3. Device Design and Fabrication

As presented in Table 1, the SAW wavelength, the IDT finger pitch, and finger width were chosen as 300 μm, 300 μm, and 75 μm, respectively. The channel width of the first stage was 150 μm, half of the SAW wavelength, to contain only one pressure node in the center of the channel. On the other hand, the second stage width was 300 μm, the same as SAW wavelength, to have two pressure nodes in the channel. The resonance frequency of the SAW is determined by the ratio of the SAW velocity (VSAW) on the substrate and SAW wavelength (λ); f = VSAW. With the SAW velocity 3,990 m/s for the chosen SAW direction on the substrate, the resonance frequency is 13.2 MHz.

Nam et al. have also reported that the pressure nodes would appear in the two-dimensional plane along the axial flow in a microchannel as the direction of SSAW is perpendicular to the axial flow direction [43]. Such two-dimensional particle distribution would be dependent on the channel height or aspect ratio of channel. For a channel with low aspect ratio, the flow velocity is practically uniform over the channel width except near the edges, while having a parabolic profile over the shorter dimension [46]. Thus, thin rectangular channel would be more efficient for applying SSAWs on particles. As a result, the microchannel height is chosen as 100 μm ensuring a low aspect ratio (1st stage: H/W = 0.66, 2nd stage: H/W = 0.33) for increased separation efficiency.

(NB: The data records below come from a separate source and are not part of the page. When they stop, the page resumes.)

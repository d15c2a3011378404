//! Reusable UI components

mod layout;
mod loading;
mod notice;
mod redirect;
mod sidebar;
mod stat_card;

pub use layout::*;
pub use loading::*;
pub use notice::*;
pub use redirect::*;
pub use sidebar::*;
pub use stat_card::*;
//! Error types for the treasury client.

use reqwest::StatusCode;
use serde::Deserialize;
use thiserror::Error;

/// Result type for treasury client operations.
pub type Result<T> = std::result::Result<T, TreasuryError>;

/// Treasury client errors.
///
/// Only two classes matter to a screen: [`TreasuryError::Unauthorized`]
/// (the session is gone, go to the login view) and everything else (show
/// [`TreasuryError::user_message`] in a dismissible notification).
#[derive(Debug, Error)]
pub enum TreasuryError {
    /// The backend answered 401. The session gate has already been cleared.
    #[error("Your session has expired. Please sign in again.")]
    Unauthorized,

    /// An authenticated call was attempted with nobody signed in.
    #[error("Not signed in")]
    NotAuthenticated,

    /// Non-2xx response; `message` is the flattened backend `detail`.
    #[error("API error ({status}): {message}")]
    Api { status: u16, message: String },

    /// Input rejected before anything was sent.
    #[error("{0}")]
    Invalid(String),

    #[error("Network error: {0}")]
    Network(#[from] reqwest::Error),

    #[error("Parse error: {0}")]
    Parse(#[from] serde_json::Error),

    #[error("Invalid URL: {0}")]
    Url(#[from] url::ParseError),

    #[error(transparent)]
    Storage(#[from] StorageError),

    /// Live-update channel failure (connect, stream, or retries exhausted).
    #[error("Live update error: {0}")]
    Live(String),
}

impl TreasuryError {
    pub fn is_unauthorized(&self) -> bool {
        matches!(self, TreasuryError::Unauthorized)
    }

    /// Text for a notification. Backend validation messages are shown
    /// verbatim; everything else gets the error's display form.
    pub fn user_message(&self) -> String {
        match self {
            TreasuryError::Api { message, .. } => message.clone(),
            other => other.to_string(),
        }
    }
}

/// Durable session storage errors.
#[derive(Debug, Error)]
pub enum StorageError {
    #[error("Storage I/O error: {0}")]
    Io(#[from] std::io::Error),

    #[error("Storage encoding error: {0}")]
    Encoding(#[from] serde_json::Error),

    #[error("Storage unavailable: {0}")]
    Unavailable(String),
}

/// JWT payload decoding errors. Signatures are never checked client-side.
#[derive(Debug, Error)]
pub enum TokenError {
    #[error("Token is not a three-part JWT")]
    Malformed,

    #[error("Token payload is not base64url: {0}")]
    Encoding(#[from] base64::DecodeError),

    #[error("Token claims are not valid JSON: {0}")]
    Claims(#[from] serde_json::Error),
}

#[derive(Debug, Deserialize)]
struct ErrorBody {
    detail: Detail,
}

#[derive(Debug, Deserialize)]
#[serde(untagged)]
enum Detail {
    Message(String),
    Fields(Vec<FieldError>),
}

#[derive(Debug, Deserialize)]
struct FieldError {
    #[serde(default)]
    loc: Vec<serde_json::Value>,
    msg: String,
}

impl FieldError {
    fn field(&self) -> Option<String> {
        let last = self.loc.iter().rev().find(|segment| segment.as_str() != Some("body"))?;
        match last {
            serde_json::Value::String(name) => Some(name.clone()),
            other => Some(other.to_string()),
        }
    }
}

/// Flatten a backend error body into one human-readable line.
///
/// `{"detail": "..."}` yields the string; `{"detail": [{"loc": [...], "msg": ...}]}`
/// yields `"field: msg; field: msg"`. Returns `None` for anything else.
pub fn flatten_error_body(body: &str) -> Option<String> {
    let parsed: ErrorBody = serde_json::from_str(body).ok()?;
    match parsed.detail {
        Detail::Message(message) => Some(message),
        Detail::Fields(fields) if fields.is_empty() => None,
        Detail::Fields(fields) => Some(
            fields
                .iter()
                .map(|f| match f.field() {
                    Some(field) => format!("{}: {}", field, f.msg),
                    None => f.msg.clone(),
                })
                .collect::<Vec<_>>()
                .join("; "),
        ),
    }
}

pub(crate) fn api_error(status: StatusCode, body: &str) -> TreasuryError {
    let message = flatten_error_body(body).unwrap_or_else(|| {
        let trimmed = body.trim();
        if trimmed.is_empty() {
            status
                .canonical_reason()
                .unwrap_or("Request failed")
                .to_string()
        } else {
            trimmed.to_string()
        }
    });

    TreasuryError::Api {
        status: status.as_u16(),
        message,
    }
}

#[cfg(test)]
mod tests {
    use super::*;

    #[test]
    fn string_detail_is_used_verbatim() {
        let body = r#"{"detail": "Insufficient funds in treasury"}"#;
        assert_eq!(
            flatten_error_body(body).as_deref(),
            Some("Insufficient funds in treasury")
        );
    }

    #[test]
    fn field_errors_are_joined() {
        let body = r#"{"detail": [
            {"loc": ["body", "amount"], "msg": "ensure this value is greater than 0", "type": "value_error"},
            {"loc": ["body", "purpose"], "msg": "field required", "type": "value_error.missing"}
        ]}"#;
        assert_eq!(
            flatten_error_body(body).as_deref(),
            Some("amount: ensure this value is greater than 0; purpose: field required")
        );
    }

    #[test]
    fn numeric_and_missing_locations() {
        let body = r#"{"detail": [
            {"loc": ["body", "items", 2], "msg": "bad item"},
            {"loc": ["body"], "msg": "invalid payload"}
        ]}"#;
        assert_eq!(
            flatten_error_body(body).as_deref(),
            Some("2: bad item; invalid payload")
        );
    }

    #[test]
    fn unknown_bodies_fall_back() {
        assert!(flatten_error_body("Internal Server Error").is_none());
        assert!(flatten_error_body(r#"{"detail": []}"#).is_none());

        match api_error(StatusCode::BAD_GATEWAY, "") {
            TreasuryError::Api { status, message } => {
                assert_eq!(status, 502);
                assert_eq!(message, "Bad Gateway");
            }
            other => panic!("unexpected error: {other:?}"),
        }

        match api_error(StatusCode::INTERNAL_SERVER_ERROR, "boom\n") {
            TreasuryError::Api { message, .. } => assert_eq!(message, "boom"),
            other => panic!("unexpected error: {other:?}"),
        }
    }

    #[test]
    fn user_message_prefers_backend_text() {
        let err = TreasuryError::Api {
            status: 400,
            message: "Ministry already exists".into(),
        };
        assert_eq!(err.user_message(), "Ministry already exists");
        assert!(TreasuryError::Unauthorized.is_unauthorized());
    }
}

The sheathless acoustic particle separator was realized by three consecutive fabrication steps: the fabrication of IDTs on a substrate, the fabrication of the PDMS microchannel, and the bonding of the PDMS microchannel to the substrate containing IDTs. Figure 5 shows the fabrication process flow of the present sheathless acoustic particle separator. For the fabrication of the IDT substrate, a two-side polished Y + 128° X-propagation lithium niobate (LiNbO3) wafer was used, as it has a high electromechanical coupling coefficient [47]. The wafer was first pre-cleaned by rinsing with acetone, methanol and de-ionized water. A 100 nm thick chrome layer was then deposited on the lithium niobate wafer using CRC sputtering system (Torr International, New Windsor, NY, USA). The lithium niobate wafer was then spun with 1.6 μm-thick photoresist (S1813, Shipley, Marlborough, MA, USA) at 3,000 rpm for 40 s, and soft baking of the photoresist was performed on a hot plate at 100 °C for 1 min. The wafer was patterned with a UV light source with an exposure dose of 125 mJ/cm2 and developed in a photoresist developer (MF 319, Shipley) for 70 s. After hard baking was performed on a hot plate at 115 °C for 5 min, the chrome layer was etched using chrome etchant (CR-7S, Cyantek, Fremont, CA, USA). Finally, the photoresist was removed by the photoresist remover. Each IDT consisted of 20 finger pairs with 150 μm finger pitch and 75 μm finger width. The sizes of IDT regions fabricated on the first stage and the second stage are 7.7 mm × 6 mm and 1.7 mm × 6 mm, respectively. The fabricated IDTs on the lithium niobate substrate are shown in Figure 6(a).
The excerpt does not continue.